El Gran Meaulnes
El Gran Meaulnes POR la tarde tuvimos las mismas diversiones, y durante la clase, el mismo desorden y el mismo engaño. El titiritero había traído otros objetos preciosos, caracoles, juegos, canciones e incluso su pequeño mono que arañaba en silencio el interior de su morral. A cada rato el señor Seurel interrumpía la clase para observar lo que el muchacho extraía de su bolsa.

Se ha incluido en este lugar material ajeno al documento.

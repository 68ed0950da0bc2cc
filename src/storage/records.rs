//! Stored Record Types
//!
//! The two payloads the certificate store persists: a site record (one
//! domain's certificate material) and a user record (one ACME account).
//! Both serialize to field-tagged JSON with base64-encoded byte fields,
//! matching the shape of objects already in storage, so existing data stays
//! readable and stored objects stay human-inspectable.

use serde::{Deserialize, Serialize};

/// Certificate material for one domain.
///
/// A record is either fully present (all three fields as last written) or
/// absent. Partial records are a possible failure mode under non-atomic
/// writes, accepted as a known risk.
#[derive(Debug, Clone, PartialEq, Eq, Serialize, Deserialize)]
pub struct SiteRecord {
    /// PEM-encoded certificate chain.
    #[serde(with = "base64_bytes")]
    pub cert: Vec<u8>,
    /// PEM-encoded private key.
    #[serde(with = "base64_bytes")]
    pub key: Vec<u8>,
    /// Opaque metadata owned by the caller (typically issuer/registration
    /// metadata).
    #[serde(with = "base64_bytes")]
    pub meta: Vec<u8>,
}

/// One ACME account.
#[derive(Debug, Clone, PartialEq, Eq, Serialize, Deserialize)]
pub struct UserRecord {
    /// Registration data returned by the CA.
    #[serde(with = "base64_bytes")]
    pub reg: Vec<u8>,
    /// PEM-encoded account private key.
    #[serde(with = "base64_bytes")]
    pub key: Vec<u8>,
}

impl SiteRecord {
    /// Serialize to the stored JSON payload. Cannot fail for well-formed
    /// in-memory records; byte fields have no value restrictions.
    pub fn encode(&self) -> Result<Vec<u8>, serde_json::Error> {
        serde_json::to_vec(self)
    }

    /// Decode a stored payload. Empty or malformed input fails with a
    /// decode error; this never yields a zero-valued record.
    pub fn decode(data: &[u8]) -> Result<Self, serde_json::Error> {
        serde_json::from_slice(data)
    }
}

impl UserRecord {
    /// Serialize to the stored JSON payload.
    pub fn encode(&self) -> Result<Vec<u8>, serde_json::Error> {
        serde_json::to_vec(self)
    }

    /// Decode a stored payload. Fails on empty or malformed input.
    pub fn decode(data: &[u8]) -> Result<Self, serde_json::Error> {
        serde_json::from_slice(data)
    }
}

/// Serde helper for byte fields as standard base64 strings.
mod base64_bytes {
    use base64::{engine::general_purpose::STANDARD, Engine as _};
    use serde::{Deserialize, Deserializer, Serializer};

    pub fn serialize<S>(bytes: &[u8], serializer: S) -> Result<S::Ok, S::Error>
    where
        S: Serializer,
    {
        serializer.serialize_str(&STANDARD.encode(bytes))
    }

    pub fn deserialize<'de, D>(deserializer: D) -> Result<Vec<u8>, D::Error>
    where
        D: Deserializer<'de>,
    {
        let encoded = String::deserialize(deserializer)?;
        STANDARD.decode(&encoded).map_err(serde::de::Error::custom)
    }
}
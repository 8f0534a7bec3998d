//! Value model and constructors.
//!
//! An [`Argdata`] is immutable and comes in two physical representations: a
//! constructed tree node holding its typed payload directly, or an encoded
//! window into an externally owned byte buffer that is decoded lazily, one
//! subvalue at a time. Accessors and iterators switch on this discriminant;
//! nothing else in the crate needs to know which side a value came from.
//!
//! Composite constructors borrow caller-supplied slices and never copy or
//! take ownership of children. The `'d` lifetime is the whole ownership
//! story: a parent is usable exactly as long as the arrays (and buffers) it
//! was built over.

use std::borrow::Cow;

/// The logical kind of a value, independent of its representation.
#[derive(Debug, Clone, Copy, PartialEq, Eq)]
pub enum Kind {
    Null,
    Bool,
    Int,
    Float,
    Timestamp,
    Binary,
    Str,
    Fd,
    Map,
    Seq,
}

/// One logical integer kind fed by every host signed and unsigned width.
///
/// The minimal wire width is chosen at serialization time, not here.
#[derive(Debug, Clone, Copy, PartialEq, Eq)]
pub enum IntValue {
    Signed(i64),
    Unsigned(u64),
}

macro_rules! int_value_from {
    (signed: $($t:ty),*) => {$(
        impl From<$t> for IntValue {
            fn from(value: $t) -> Self {
                IntValue::Signed(value as i64)
            }
        }
    )*};
    (unsigned: $($t:ty),*) => {$(
        impl From<$t> for IntValue {
            fn from(value: $t) -> Self {
                IntValue::Unsigned(value as u64)
            }
        }
    )*};
}

int_value_from!(signed: i8, i16, i32, i64);
int_value_from!(unsigned: u8, u16, u32, u64);

macro_rules! int_value_try_into {
    ($($t:ty),*) => {$(
        impl TryFrom<IntValue> for $t {
            type Error = crate::Error;

            fn try_from(value: IntValue) -> crate::Result<$t> {
                match value {
                    IntValue::Signed(s) => <$t>::try_from(s).map_err(|_| crate::Error::OutOfRange),
                    IntValue::Unsigned(u) => <$t>::try_from(u).map_err(|_| crate::Error::OutOfRange),
                }
            }
        }
    )*};
}

int_value_try_into!(i8, i16, i32, i64, u8, u16, u32, u64, usize, isize);

/// A point in time: seconds since the epoch plus nanoseconds within the
/// second. Seconds may be negative; nanoseconds stay below one billion.
#[derive(Debug, Clone, Copy, PartialEq, Eq)]
pub struct Timestamp {
    pub sec: i64,
    pub nsec: u32,
}

/// An immutable argdata value.
#[derive(Debug, Clone)]
pub struct Argdata<'d> {
    pub(crate) repr: Repr<'d>,
}

#[derive(Debug, Clone)]
pub(crate) enum Repr<'d> {
    Null,
    Bool(bool),
    Int(IntValue),
    Float(f64),
    Timestamp(Timestamp),
    Binary(&'d [u8]),
    Str(Cow<'d, str>),
    Fd(u32),
    Map {
        keys: &'d [Argdata<'d>],
        values: &'d [Argdata<'d>],
    },
    Seq(&'d [Argdata<'d>]),
    /// An already-encoded value: a tagged window into external bytes.
    /// Serves both as the lazy buffer-backed representation and as the
    /// embeddable pre-encoded kind.
    Encoded(&'d [u8]),
}

impl<'d> Argdata<'d> {
    /// The null value.
    pub fn null() -> Argdata<'static> {
        Argdata { repr: Repr::Null }
    }

    /// A boolean value.
    pub fn boolean(value: bool) -> Argdata<'static> {
        Argdata {
            repr: Repr::Bool(value),
        }
    }

    /// An integer value, from any primitive signed or unsigned integer.
    pub fn int(value: impl Into<IntValue>) -> Argdata<'static> {
        Argdata {
            repr: Repr::Int(value.into()),
        }
    }

    /// A 64-bit floating point value.
    pub fn float(value: f64) -> Argdata<'static> {
        Argdata {
            repr: Repr::Float(value),
        }
    }

    /// A timestamp value.
    ///
    /// # Panics
    ///
    /// Panics if `nsec` is not below one billion.
    pub fn timestamp(sec: i64, nsec: u32) -> Argdata<'static> {
        assert!(nsec < 1_000_000_000, "nanoseconds {nsec} out of range");
        Argdata {
            repr: Repr::Timestamp(Timestamp { sec, nsec }),
        }
    }

    /// A binary blob, borrowed from the caller.
    pub fn binary(value: &'d [u8]) -> Argdata<'d> {
        Argdata {
            repr: Repr::Binary(value),
        }
    }

    /// A string value: borrowed from a `&str`, owned from a `String`.
    ///
    /// The wire form is NUL-terminated, so a string containing an interior
    /// NUL byte is constructible and readable but fails serialization with
    /// [`Error::EmbeddedNul`](crate::Error::EmbeddedNul).
    pub fn str(value: impl Into<Cow<'d, str>>) -> Argdata<'d> {
        Argdata {
            repr: Repr::Str(value.into()),
        }
    }

    /// A file descriptor value. On the sending side this is a real
    /// descriptor number; the serializer replaces it with a slot index, so
    /// the number itself never reaches the byte stream.
    pub fn fd(fd: u32) -> Argdata<'static> {
        Argdata { repr: Repr::Fd(fd) }
    }

    /// A map over caller-owned parallel key and value slices. Duplicate
    /// keys are permitted and pairing order is preserved; there is no
    /// deduplication or sorting.
    ///
    /// # Panics
    ///
    /// Panics if the slices differ in length.
    pub fn map(keys: &'d [Argdata<'d>], values: &'d [Argdata<'d>]) -> Argdata<'d> {
        assert_eq!(
            keys.len(),
            values.len(),
            "map keys and values differ in length"
        );
        Argdata {
            repr: Repr::Map { keys, values },
        }
    }

    /// A sequence over a caller-owned slice of entries.
    pub fn seq(entries: &'d [Argdata<'d>]) -> Argdata<'d> {
        Argdata {
            repr: Repr::Seq(entries),
        }
    }

    /// Wraps externally owned encoded bytes without validating them.
    ///
    /// This is both the entry point for interpreting an untrusted received
    /// buffer and the way to embed a pre-encoded sub-stream into a larger
    /// tree. Validation happens lazily in accessors and iterators, or
    /// eagerly when the serializer embeds the bytes.
    pub fn encoded(bytes: &'d [u8]) -> Argdata<'d> {
        Argdata {
            repr: Repr::Encoded(bytes),
        }
    }

    /// The kind a constructed value was built as, without decoding.
    pub(crate) fn constructed_kind(&self) -> Option<Kind> {
        match self.repr {
            Repr::Null => Some(Kind::Null),
            Repr::Bool(_) => Some(Kind::Bool),
            Repr::Int(_) => Some(Kind::Int),
            Repr::Float(_) => Some(Kind::Float),
            Repr::Timestamp(_) => Some(Kind::Timestamp),
            Repr::Binary(_) => Some(Kind::Binary),
            Repr::Str(_) => Some(Kind::Str),
            Repr::Fd(_) => Some(Kind::Fd),
            Repr::Map { .. } => Some(Kind::Map),
            Repr::Seq(_) => Some(Kind::Seq),
            Repr::Encoded(_) => None,
        }
    }
}
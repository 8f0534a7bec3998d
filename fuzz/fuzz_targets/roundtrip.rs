#![no_main]
use libfuzzer_sys::fuzz_target;

use argdata::{serializer, Argdata};

// Bytes the serializer accepts as a pre-encoded value must be emitted
// verbatim: re-serialization is the identity on valid descriptor-free
// buffers.
fuzz_target!(|data: &[u8]| {
    let value = Argdata::encoded(data);
    if let Ok((buf, fds)) = serializer::serialize_to_vec(&value) {
        assert_eq!(buf, data);
        assert!(fds.is_empty());
    }
});
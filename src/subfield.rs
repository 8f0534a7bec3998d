//! Subfield decoder: the single trust boundary for untrusted input.
//!
//! [`split`] decodes exactly one encoded value from the front of a byte
//! cursor, zero-copy, and reports how many bytes it spans. Every accessor
//! and iterator that touches encoded bytes routes through it exactly once
//! per subvalue. Unknown tags and truncated payloads fail outright; a
//! subvalue that cannot be decoded is never skipped, because guessing its
//! span would desynchronize the cursor for every later sibling.
//!
//! One encoded value is 1 tag byte plus a type-specific payload. Variable
//! payloads carry a [`varint`](crate::varint) length prefix, so composite
//! payloads are plain concatenations of complete subvalues with no
//! separators.

use crate::value::Kind;
use crate::{varint, Argdata, Error, Result};

/// Tag bytes of the wire format. Booleans spend two tags so their payload
/// can stay empty.
pub(crate) mod tag {
    pub const NULL: u8 = 0x00;
    pub const FALSE: u8 = 0x01;
    pub const TRUE: u8 = 0x02;
    pub const INT_POS: u8 = 0x03;
    pub const INT_NEG: u8 = 0x04;
    pub const FLOAT: u8 = 0x05;
    pub const TIMESTAMP: u8 = 0x06;
    pub const BINARY: u8 = 0x07;
    pub const STR: u8 = 0x08;
    pub const FD: u8 = 0x09;
    pub const MAP: u8 = 0x0a;
    pub const SEQ: u8 = 0x0b;
}

/// Maps a tag byte to its logical kind.
pub(crate) fn kind_of(tag_byte: u8) -> Result<Kind> {
    Ok(match tag_byte {
        tag::NULL => Kind::Null,
        tag::FALSE | tag::TRUE => Kind::Bool,
        tag::INT_POS | tag::INT_NEG => Kind::Int,
        tag::FLOAT => Kind::Float,
        tag::TIMESTAMP => Kind::Timestamp,
        tag::BINARY => Kind::Binary,
        tag::STR => Kind::Str,
        tag::FD => Kind::Fd,
        tag::MAP => Kind::Map,
        tag::SEQ => Kind::Seq,
        other => return Err(Error::UnknownTag(other)),
    })
}

/// One decoded value view: the tag byte and the payload span it declares.
#[derive(Debug, Clone, Copy)]
pub(crate) struct RawValue<'d> {
    pub tag: u8,
    pub payload: &'d [u8],
}

/// Decodes exactly one value at the front of `buf`.
///
/// Returns the view and the total byte count it consumed. The remaining
/// input must cover the tag's fixed or declared payload length, otherwise
/// the whole decode fails with [`Error::Truncated`].
pub(crate) fn split(buf: &[u8]) -> Result<(RawValue<'_>, usize)> {
    let tag_byte = *buf.first().ok_or(Error::Truncated)?;
    let rest = &buf[1..];
    // The payload span excludes the length prefix; the consumed span covers
    // tag, prefix and payload. Timestamps have no outer prefix, so their
    // payload keeps the two inner length-prefixed integers whole.
    let (payload_start, payload_len) = match tag_byte {
        tag::NULL | tag::FALSE | tag::TRUE => (0, 0),
        tag::FLOAT => (0, 8),
        tag::TIMESTAMP => {
            let (sec_len, sec_hdr) = declared_len(rest)?;
            let after_sec = sec_hdr
                .checked_add(sec_len)
                .filter(|&end| end <= rest.len())
                .ok_or(Error::Truncated)?;
            let (nsec_len, nsec_hdr) = declared_len(&rest[after_sec..])?;
            let span = after_sec
                .checked_add(nsec_hdr)
                .and_then(|n| n.checked_add(nsec_len))
                .ok_or(Error::Truncated)?;
            (0, span)
        }
        tag::INT_POS | tag::INT_NEG | tag::BINARY | tag::STR | tag::FD | tag::MAP | tag::SEQ => {
            let (len, hdr) = declared_len(rest)?;
            (hdr, len)
        }
        other => return Err(Error::UnknownTag(other)),
    };
    let payload_end = payload_start
        .checked_add(payload_len)
        .ok_or(Error::Truncated)?;
    if payload_end > rest.len() {
        return Err(Error::Truncated);
    }
    let raw = RawValue {
        tag: tag_byte,
        payload: &rest[payload_start..payload_end],
    };
    Ok((raw, 1 + payload_end))
}

/// Decodes exactly one value at the front of `buf`, returned as an encoded
/// window spanning its own bytes, plus the byte count consumed.
pub fn parse(buf: &[u8]) -> Result<(Argdata<'_>, usize)> {
    let (_, consumed) = split(buf)?;
    Ok((Argdata::encoded(&buf[..consumed]), consumed))
}

/// Reads a varint length prefix and converts it to a host size.
fn declared_len(buf: &[u8]) -> Result<(usize, usize)> {
    let (len, hdr) = varint::decode(buf)?;
    let len = usize::try_from(len).map_err(|_| Error::LengthOverflow)?;
    Ok((len, hdr))
}

#[cfg(test)]
mod tests {
    use super::*;

    #[test]
    fn fixed_kinds_consume_one_byte() {
        for t in [tag::NULL, tag::FALSE, tag::TRUE] {
            let buf = [t, 0xaa, 0xbb];
            let (raw, consumed) = split(&buf).unwrap();
            assert_eq!(raw.tag, t);
            assert!(raw.payload.is_empty());
            assert_eq!(consumed, 1);
        }
    }

    #[test]
    fn float_consumes_nine_bytes() {
        let mut buf = vec![tag::FLOAT];
        buf.extend_from_slice(&1.5f64.to_be_bytes());
        buf.push(0xee); // trailing sibling data
        let (raw, consumed) = split(&buf).unwrap();
        assert_eq!(consumed, 9);
        assert_eq!(raw.payload, &1.5f64.to_be_bytes());
    }

    #[test]
    fn float_truncated_payload_fails() {
        let buf = [tag::FLOAT, 0, 0, 0];
        assert_eq!(split(&buf).unwrap_err(), Error::Truncated);
    }

    #[test]
    fn length_prefixed_kinds_consume_declared_span() {
        let buf = [tag::BINARY, 3, 0x01, 0x02, 0x03, 0x99];
        let (raw, consumed) = split(&buf).unwrap();
        assert_eq!(raw.payload, &[0x01, 0x02, 0x03]);
        assert_eq!(consumed, 5);
    }

    #[test]
    fn payload_excludes_the_length_prefix() {
        // The prefix is framing, not payload: a 3-byte binary must hand its
        // 3 data bytes to the accessor, never the prefix octet.
        let buf = [tag::BINARY, 3, 1, 2, 3];
        let (raw, consumed) = split(&buf).unwrap();
        assert_eq!(raw.payload, &[1, 2, 3]);
        assert_eq!(consumed, buf.len());

        // Multi-octet prefix: 128 payload bytes need two prefix octets.
        let mut buf = vec![tag::BINARY, 0x80, 0x01];
        buf.extend_from_slice(&[0xab; 128]);
        let (raw, consumed) = split(&buf).unwrap();
        assert_eq!(raw.payload.len(), 128);
        assert_eq!(raw.payload[0], 0xab);
        assert_eq!(consumed, buf.len());
    }

    #[test]
    fn declared_length_beyond_input_fails() {
        let buf = [tag::BINARY, 4, 0x01, 0x02];
        assert_eq!(split(&buf).unwrap_err(), Error::Truncated);
    }

    #[test]
    fn huge_declared_length_does_not_wrap() {
        // Length prefix of u64::MAX must fail cleanly, never overflow into
        // a small span.
        let mut buf = vec![tag::BINARY];
        buf.extend_from_slice(&[0xff, 0xff, 0xff, 0xff, 0xff, 0xff, 0xff, 0xff, 0xff, 0x01]);
        let err = split(&buf).unwrap_err();
        assert!(
            err == Error::Truncated || err == Error::LengthOverflow,
            "{err:?}"
        );
    }

    #[test]
    fn timestamp_spans_both_integers() {
        // sec = 0x0102 (2 bytes), nsec = 0x0a (1 byte)
        let buf = [tag::TIMESTAMP, 2, 0x01, 0x02, 1, 0x0a, 0x77];
        let (raw, consumed) = split(&buf).unwrap();
        assert_eq!(consumed, 6);
        assert_eq!(raw.payload, &[2, 0x01, 0x02, 1, 0x0a]);
    }

    #[test]
    fn timestamp_truncated_in_second_integer_fails() {
        let buf = [tag::TIMESTAMP, 1, 0x01, 2, 0x01];
        assert_eq!(split(&buf).unwrap_err(), Error::Truncated);
    }

    #[test]
    fn empty_input_is_truncated() {
        assert_eq!(split(&[]).unwrap_err(), Error::Truncated);
    }

    #[test]
    fn unknown_tag_fails() {
        assert_eq!(split(&[0x3f]).unwrap_err(), Error::UnknownTag(0x3f));
    }

    #[test]
    fn nested_composite_spans_whole_subtree() {
        // seq [ seq [ null ] , true ]
        let inner = [tag::SEQ, 1, tag::NULL];
        let mut buf = vec![tag::SEQ, (inner.len() + 1) as u8];
        buf.extend_from_slice(&inner);
        buf.push(tag::TRUE);
        let (raw, consumed) = split(&buf).unwrap();
        assert_eq!(consumed, buf.len());
        assert_eq!(raw.payload.len(), inner.len() + 1);
    }

    #[test]
    fn parse_returns_encoded_window() {
        let buf = [tag::BINARY, 1, 0xab, tag::NULL];
        let (value, consumed) = parse(&buf).unwrap();
        assert_eq!(consumed, 3);
        assert_eq!(value.get_binary().unwrap(), &[0xab]);
    }

    #[test]
    fn kind_of_covers_every_tag() {
        assert_eq!(kind_of(tag::NULL).unwrap(), Kind::Null);
        assert_eq!(kind_of(tag::FALSE).unwrap(), Kind::Bool);
        assert_eq!(kind_of(tag::TRUE).unwrap(), Kind::Bool);
        assert_eq!(kind_of(tag::INT_POS).unwrap(), Kind::Int);
        assert_eq!(kind_of(tag::INT_NEG).unwrap(), Kind::Int);
        assert_eq!(kind_of(tag::FLOAT).unwrap(), Kind::Float);
        assert_eq!(kind_of(tag::TIMESTAMP).unwrap(), Kind::Timestamp);
        assert_eq!(kind_of(tag::BINARY).unwrap(), Kind::Binary);
        assert_eq!(kind_of(tag::STR).unwrap(), Kind::Str);
        assert_eq!(kind_of(tag::FD).unwrap(), Kind::Fd);
        assert_eq!(kind_of(tag::MAP).unwrap(), Kind::Map);
        assert_eq!(kind_of(tag::SEQ).unwrap(), Kind::Seq);
        assert_eq!(kind_of(0xff).unwrap_err(), Error::UnknownTag(0xff));
    }
}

Al dar las cuatro era Meaulnes el único que había finalizado sus problemas. Nadie se apuró a la salida. Ya no había, aparentemente, entre las horas de clase y las de recreo la dura línea divisoria que distribuía la vida escolar como la sucesión del día y de la noche. Incluso nos olvidamos de dar al señor Seurel, como acostumbrábamos, los nombres de los dos alumnos que se quedarían a barrer el aula. Y era extraño porque nunca dejábamos de hacerlo, ya que era una manera de anunciar y apurar la salida de clase.
La suerte quiso que aquel día tuviese que barrer el gran Meaulnes; y durante la mañana, hablando con el titiritero, yo le había advertido que correspondía a los nuevos alumnos hacer de segundos en la limpieza el día de su llegada.